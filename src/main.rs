// src/main.rs
// =============================================================================
// This is the entry point of getme.
//
// What happens here:
// 1. Parse command-line arguments using clap
// 2. Work out which URLs to search (one argument, or a list on stdin)
// 3. Hand the URLs and keyword to the worker pool
// 4. Exit once every worker has finished printing
//
// Exit codes:
//   0 = run finished (including the usage message and URLs that failed)
//   2 = could not start the run (unreadable stdin, bad flags, ...)
// =============================================================================

mod cli;       // src/cli.rs - command-line parsing and stdin reading
mod config;    // src/config.rs - run-wide settings
mod error;     // src/error.rs - InputError / FetchError
mod fetch;     // src/fetch/ - HTTP retrieval
mod logging;   // src/logging.rs - tracing setup
mod output;    // src/output.rs - text / JSON printing
mod pool;      // src/pool/ - dispatcher and workers
mod snippet;   // src/snippet/ - keyword matching and highlighting

use anyhow::Result;
use clap::Parser;
use tracing::debug;

use cli::{Cli, Invocation};
use error::InputError;
use fetch::HttpFetcher;
use output::Printer;
use pool::Dispatcher;

#[tokio::main]
async fn main() {
    let exit_code = match run().await {
        Ok(code) => code,
        Err(e) => {
            eprintln!("Error: {}", e);
            2
        }
    };

    std::process::exit(exit_code);
}

async fn run() -> Result<i32> {
    let cli = Cli::parse();
    logging::init_logging(cli.verbose);

    let (single_url, keyword) = match cli.invocation() {
        Invocation::Single { url, keyword } => (Some(url), keyword),
        Invocation::Stdin { keyword } => (None, keyword),
        Invocation::Usage => {
            println!("{}", cli::USAGE);
            return Ok(0);
        }
    };

    if keyword.is_empty() {
        return Err(InputError::EmptyKeyword.into());
    }

    let config = cli.config()?;
    if cli.no_color || cli.json {
        colored::control::set_override(false);
    }

    // The whole stdin list is read before anything is fetched
    let urls = match single_url {
        Some(url) => vec![url],
        None => cli::read_urls(std::io::stdin().lock())?,
    };

    let fetcher = HttpFetcher::new(config.timeout)?;
    let printer = Printer::stdout(&config);
    let mut dispatcher = Dispatcher::new(config, fetcher, printer);

    debug!(urls = urls.len(), keyword = %keyword, "starting search");
    let summary = dispatcher.run(urls, &keyword).await;
    debug!(
        state = ?dispatcher.state(),
        workers = summary.workers,
        processed = summary.processed,
        failed = summary.failed,
        snippets = summary.snippets,
        "search finished"
    );

    Ok(0)
}
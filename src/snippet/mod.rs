// src/snippet/mod.rs
// =============================================================================
// This module turns a fetched document into keyword-context snippets.
//
// Submodules:
// - extract: locates matches and computes the context window around each
// - highlight: wraps keyword occurrences inside a window with markers
// =============================================================================

mod extract;
mod highlight;

pub use extract::{Snippet, SnippetExtractor};
pub use highlight::Highlight;
// src/config.rs
// =============================================================================
// Run-wide configuration.
//
// Built once from the command line, validated, then shared read-only by
// every worker. Nothing here changes after startup, so no locking is
// needed to read it.
// =============================================================================

use std::time::Duration;

use crate::error::InputError;
use crate::snippet::Highlight;

pub const DEFAULT_CONTEXT_LENGTH: usize = 200;
pub const DEFAULT_WORKER_COUNT: usize = 10;

/// How results are written to standard output
#[derive(Debug, Clone, Copy, PartialEq, Eq)]
pub enum OutputFormat {
    /// Colored, human-readable blocks
    Text,
    /// One JSON object per line
    Json,
}

#[derive(Debug, Clone, PartialEq, Eq)]
pub struct Config {
    /// Characters of context on each side of a match
    pub context_length: usize,
    /// Number of workers, which is also the queue capacity
    pub worker_count: usize,
    pub format: OutputFormat,
    pub highlight: Highlight,
    /// Prefix each error line with the URL that failed
    pub tag_errors: bool,
    /// Per-request timeout; None leaves reqwest's default (no timeout)
    pub timeout: Option<Duration>,
}

impl Default for Config {
    fn default() -> Self {
        Self {
            context_length: DEFAULT_CONTEXT_LENGTH,
            worker_count: DEFAULT_WORKER_COUNT,
            format: OutputFormat::Text,
            highlight: Highlight::Color,
            tag_errors: false,
            timeout: None,
        }
    }
}

impl Config {
    pub fn validate(self) -> Result<Self, InputError> {
        if self.worker_count == 0 {
            return Err(InputError::InvalidWorkerCount(self.worker_count));
        }
        Ok(self)
    }
}

#[cfg(test)]
mod tests {
    use super::*;

    #[test]
    fn test_defaults() {
        let config = Config::default();
        assert_eq!(config.context_length, 200);
        assert_eq!(config.worker_count, 10);
        assert_eq!(config.format, OutputFormat::Text);
        assert!(config.timeout.is_none());
    }

    #[test]
    fn test_zero_workers_rejected() {
        let config = Config {
            worker_count: 0,
            ..Config::default()
        };
        assert!(matches!(
            config.validate(),
            Err(InputError::InvalidWorkerCount(0))
        ));
    }

    #[test]
    fn test_zero_context_is_allowed() {
        let config = Config {
            context_length: 0,
            ..Config::default()
        };
        assert!(config.validate().is_ok());
    }
}
// src/fetch/mod.rs
// =============================================================================
// This module retrieves documents.
//
// The worker pool only knows about the Fetcher trait, which keeps the
// network out of the pool's tests: they plug in an in-memory fetcher
// instead of HttpFetcher.
//
// Rust concepts:
// - Traits: a shared interface that several types can implement
// - async-trait: async methods in a trait whose futures are Send, so they
//   can run inside tokio::spawn
// =============================================================================

mod http;

pub use http::HttpFetcher;

use async_trait::async_trait;

use crate::error::FetchError;

// Retrieves the full body of a URL as text
//
// One call is one round trip. Implementations must not retry.
#[async_trait]
pub trait Fetcher: Send + Sync {
    async fn fetch(&self, url: &str) -> Result<String, FetchError>;
}
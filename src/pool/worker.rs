// src/pool/worker.rs
// =============================================================================
// A single worker in the pool.
//
// Loop:
// 1. Take the next URL from the shared queue (waits if the queue is empty)
// 2. Fetch it
// 3. On failure print `Error: ...` and go back to 1
// 4. On success print the `[URL]` header, then every snippet as soon as
//    the extractor produces it
//
// The loop ends only when the dispatcher has closed the queue and every
// URL in it has been taken. A failed URL never stops a worker.
// =============================================================================

use std::io;
use std::sync::Arc;

use tokio::sync::{mpsc, Mutex};
use tracing::{debug, warn};

use crate::fetch::Fetcher;
use crate::output::Printer;
use crate::snippet::SnippetExtractor;

// The receiving half of the work queue, shared by every worker
//
// tokio's mpsc has a single receiver, so workers take turns holding it.
// Whoever holds the lock waits for the next URL; the others wait for the
// lock. Once the sender is dropped and the buffer is empty, recv() returns
// None for each worker in turn.
pub type SharedQueue = Arc<Mutex<mpsc::Receiver<String>>>;

/// Counters one worker returns when it exits
#[derive(Debug, Default, Clone, Copy, PartialEq, Eq)]
pub struct WorkerStats {
    /// URLs claimed from the queue
    pub processed: usize,
    /// URLs whose fetch failed
    pub failed: usize,
    /// Snippets printed
    pub snippets: usize,
}

pub struct Worker<F> {
    id: usize,
    fetcher: Arc<F>,
    extractor: SnippetExtractor,
    keyword: Arc<str>,
    printer: Printer,
}

impl<F: Fetcher> Worker<F> {
    pub fn new(
        id: usize,
        fetcher: Arc<F>,
        extractor: SnippetExtractor,
        keyword: Arc<str>,
        printer: Printer,
    ) -> Self {
        Self {
            id,
            fetcher,
            extractor,
            keyword,
            printer,
        }
    }

    pub async fn run(self, queue: SharedQueue) -> WorkerStats {
        debug!(worker = self.id, "worker started");

        let mut stats = WorkerStats::default();
        while let Some(url) = next_url(&queue).await {
            self.process(&url, &mut stats).await;
        }

        debug!(
            worker = self.id,
            processed = stats.processed,
            failed = stats.failed,
            "worker exiting, queue drained"
        );
        stats
    }

    async fn process(&self, url: &str, stats: &mut WorkerStats) {
        stats.processed += 1;

        let document = match self.fetcher.fetch(url).await {
            Ok(document) => document,
            Err(err) => {
                stats.failed += 1;
                debug!(worker = self.id, url, error = %err, "fetch failed");
                report(self.printer.error(url, &err));
                return;
            }
        };

        debug!(worker = self.id, url, bytes = document.len(), "fetched document");
        report(self.printer.document(url));

        for snippet in self.extractor.extract(&document, &self.keyword) {
            stats.snippets += 1;
            report(self.printer.snippet(url, &snippet));
        }
    }
}

async fn next_url(queue: &SharedQueue) -> Option<String> {
    queue.lock().await.recv().await
}

// Output is best effort: a closed stdout shouldn't kill the worker
fn report(result: io::Result<()>) {
    if let Err(err) = result {
        warn!(error = %err, "failed to write output");
    }
}
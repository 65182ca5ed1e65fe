// src/output.rs
// =============================================================================
// Writes results to standard output.
//
// Every worker holds a clone of the same Printer. Each call formats one
// complete block first and then writes it under a short lock, so a block
// is never torn apart by another worker. Blocks from different URLs still
// interleave in whatever order the workers finish.
//
// Two formats:
// - Text: cyan `[URL]` header, magenta `Snippet:` label, red keyword.
//   The header and every snippet end with a blank line, so consecutive
//   URLs stay visually separated.
// - Json: one tagged object per line, easy to pipe into jq
// =============================================================================

use std::io::{self, Write};
use std::sync::{Arc, Mutex};

use colored::Colorize;
use serde::Serialize;

use crate::config::{Config, OutputFormat};
use crate::error::FetchError;
use crate::snippet::{Highlight, Snippet};

// One line of --json output
#[derive(Debug, Serialize)]
#[serde(tag = "event", rename_all = "snake_case")]
enum Event<'a> {
    Document {
        url: &'a str,
    },
    Snippet {
        url: &'a str,
        match_start: usize,
        match_end: usize,
        text: &'a str,
    },
    Error {
        url: &'a str,
        message: String,
    },
}

#[derive(Clone)]
pub struct Printer {
    format: OutputFormat,
    highlight: Highlight,
    tag_errors: bool,
    sink: Arc<Mutex<Box<dyn Write + Send>>>,
}

impl Printer {
    pub fn new<W: Write + Send + 'static>(config: &Config, sink: W) -> Self {
        Self {
            format: config.format,
            highlight: config.highlight.clone(),
            tag_errors: config.tag_errors,
            sink: Arc::new(Mutex::new(Box::new(sink))),
        }
    }

    pub fn stdout(config: &Config) -> Self {
        Self::new(config, io::stdout())
    }

    // Announces a successfully fetched URL
    pub fn document(&self, url: &str) -> io::Result<()> {
        match self.format {
            OutputFormat::Text => {
                let header = format!("[URL] {}", url);
                self.write_block(&format!("{}\n\n", header.as_str().cyan()))
            }
            OutputFormat::Json => self.write_event(&Event::Document { url }),
        }
    }

    pub fn snippet(&self, url: &str, snippet: &Snippet<'_>) -> io::Result<()> {
        match self.format {
            OutputFormat::Text => {
                let rendered = snippet.render(&self.highlight);
                self.write_block(&format!("{}\n{}\n\n", "Snippet:".magenta(), rendered))
            }
            OutputFormat::Json => self.write_event(&Event::Snippet {
                url,
                match_start: snippet.matched.start,
                match_end: snippet.matched.end,
                text: snippet.text,
            }),
        }
    }

    pub fn error(&self, url: &str, error: &FetchError) -> io::Result<()> {
        match self.format {
            OutputFormat::Text if self.tag_errors => {
                self.write_block(&format!("Error: [{}] {}\n", url, error))
            }
            OutputFormat::Text => self.write_block(&format!("Error: {}\n", error)),
            OutputFormat::Json => self.write_event(&Event::Error {
                url,
                message: error.to_string(),
            }),
        }
    }

    fn write_event(&self, event: &Event<'_>) -> io::Result<()> {
        let mut line = serde_json::to_string(event)?;
        line.push('\n');
        self.write_block(&line)
    }

    fn write_block(&self, block: &str) -> io::Result<()> {
        // A panic elsewhere while holding the lock doesn't corrupt a byte sink
        let mut sink = self
            .sink
            .lock()
            .unwrap_or_else(|poisoned| poisoned.into_inner());
        sink.write_all(block.as_bytes())?;
        sink.flush()
    }
}

// In-memory sink shared between a Printer and the test that inspects it
#[cfg(test)]
#[derive(Clone, Default)]
pub(crate) struct SharedBuffer(Arc<Mutex<Vec<u8>>>);

#[cfg(test)]
impl SharedBuffer {
    pub(crate) fn contents(&self) -> String {
        String::from_utf8(self.0.lock().unwrap().clone()).unwrap()
    }
}

#[cfg(test)]
impl Write for SharedBuffer {
    fn write(&mut self, buf: &[u8]) -> io::Result<usize> {
        self.0.lock().unwrap().write(buf)
    }

    fn flush(&mut self) -> io::Result<()> {
        Ok(())
    }
}
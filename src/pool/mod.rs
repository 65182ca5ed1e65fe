// src/pool/mod.rs
// =============================================================================
// This module runs the fixed-size worker pool.
//
// Submodules:
// - dispatcher: owns the queue, spawns workers, waits for them to finish
// - worker: the per-worker fetch -> extract -> print loop
//
// Rust concepts:
// - tokio::spawn: runs each worker as an independent task
// - mpsc channel: the bounded work queue
// - JoinHandle: lets the dispatcher wait for every worker
// =============================================================================

mod dispatcher;
mod worker;

pub use dispatcher::Dispatcher;
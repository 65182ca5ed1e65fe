// src/snippet/highlight.rs
// =============================================================================
// Wraps every keyword occurrence in a snippet window with highlight markers.
//
// This is a second, independent scan over the window text: a window can
// contain more occurrences than the one that produced it when matches sit
// close together, and all of them get highlighted.
// =============================================================================

use colored::Colorize;

/// How a keyword occurrence is made to stand out
#[derive(Debug, Clone, PartialEq, Eq)]
pub enum Highlight {
    /// Red ANSI foreground
    Color,
    /// Plain text markers, for terminals (or tests) without color
    Markers { open: String, close: String },
}

impl Highlight {
    // The fallback used by --no-color
    pub fn brackets() -> Self {
        Highlight::Markers {
            open: "[[".to_string(),
            close: "]]".to_string(),
        }
    }

    fn paint(&self, text: &str) -> String {
        match self {
            Highlight::Color => text.red().to_string(),
            Highlight::Markers { open, close } => format!("{}{}{}", open, text, close),
        }
    }

    // Returns `window` with each literal occurrence of `keyword` painted
    pub fn apply(&self, window: &str, keyword: &str) -> String {
        if keyword.is_empty() {
            return window.to_string();
        }

        let mut out = String::with_capacity(window.len() + keyword.len() * 2);
        let mut last = 0;

        for (index, occurrence) in window.match_indices(keyword) {
            out.push_str(&window[last..index]);
            out.push_str(&self.paint(occurrence));
            last = index + occurrence.len();
        }

        out.push_str(&window[last..]);
        out
    }
}

#[cfg(test)]
mod tests {
    use super::*;

    #[test]
    fn test_markers_wrap_every_occurrence() {
        let highlighted = Highlight::brackets().apply("ab ab", "ab");
        assert_eq!(highlighted, "[[ab]] [[ab]]");
    }

    #[test]
    fn test_keyword_is_literal() {
        let highlighted = Highlight::brackets().apply("a.b axb", "a.b");
        assert_eq!(highlighted, "[[a.b]] axb");
    }

    #[test]
    fn test_no_occurrence_leaves_text_alone() {
        assert_eq!(Highlight::brackets().apply("nothing here", "zzz"), "nothing here");
    }

    #[test]
    fn test_color_keeps_keyword_text() {
        colored::control::set_override(true);
        let highlighted = Highlight::Color.apply("say hello", "hello");
        assert!(highlighted.starts_with("say "));
        assert!(highlighted.contains("hello"));
        assert_ne!(highlighted, "say hello");
    }
}
// src/logging.rs
// =============================================================================
// Diagnostic logging setup.
//
// Standard output is reserved for search results, so tracing writes to
// standard error. RUST_LOG always wins; otherwise we log warnings only, or
// debug output for our own crate when --verbose is passed.
// =============================================================================

use tracing_subscriber::{layer::SubscriberExt, util::SubscriberInitExt, EnvFilter};

pub fn init_logging(verbose: bool) {
    let default_filter = if verbose { "warn,getme=debug" } else { "warn" };

    // try_init so a second call (e.g. from tests) is harmless
    let _ = tracing_subscriber::registry()
        .with(EnvFilter::try_from_default_env().unwrap_or_else(|_| default_filter.into()))
        .with(tracing_subscriber::fmt::layer().with_writer(std::io::stderr))
        .try_init();
}
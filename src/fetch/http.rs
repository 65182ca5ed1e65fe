// src/fetch/http.rs
// =============================================================================
// Fetches a page body over HTTP with reqwest.
//
// Rules:
// - Exactly one GET per URL, no retries
// - reqwest's default redirect policy is left alone; whatever the final
//   response is, only 200 OK counts as success
// - No timeout unless the user asked for one with --timeout
//
// Each failure becomes a FetchError variant so the worker can print a
// precise reason without ever stopping.
// =============================================================================

use std::time::Duration;

use async_trait::async_trait;
use reqwest::{Client, StatusCode};
use tracing::debug;
use url::Url;

use super::Fetcher;
use crate::error::FetchError;

// reqwest-backed Fetcher
//
// Client is cheap to clone and pools connections internally, so one
// HttpFetcher is shared by every worker.
#[derive(Debug, Clone)]
pub struct HttpFetcher {
    client: Client,
}

impl HttpFetcher {
    pub fn new(timeout: Option<Duration>) -> reqwest::Result<Self> {
        let mut builder = Client::builder().user_agent(concat!(
            env!("CARGO_PKG_NAME"),
            "/",
            env!("CARGO_PKG_VERSION")
        ));

        if let Some(timeout) = timeout {
            builder = builder.timeout(timeout);
        }

        Ok(Self {
            client: builder.build()?,
        })
    }
}

#[async_trait]
impl Fetcher for HttpFetcher {
    async fn fetch(&self, url: &str) -> Result<String, FetchError> {
        let parsed = Url::parse(url).map_err(|source| FetchError::InvalidUrl {
            url: url.to_string(),
            source,
        })?;

        let response = self
            .client
            .get(parsed)
            .send()
            .await
            .map_err(FetchError::Transport)?;

        let status = response.status();
        debug!(url, %status, "received response");

        if status != StatusCode::OK {
            return Err(FetchError::Status(status));
        }

        response.text().await.map_err(FetchError::Body)
    }
}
+--
**What needs to be done**
Quote exactly the first line of the entries and every line after it, stopping with the line that contains "list on stdin)".

**Task solution**
filename src/main.rs
// src/main.rs
// =============================================================================
// This is the entry point of getme.
//
// What happens here:
// 1. Parse command-line arguments using clap
// 2. Work out which URLs to search (one argument, or a list on stdin)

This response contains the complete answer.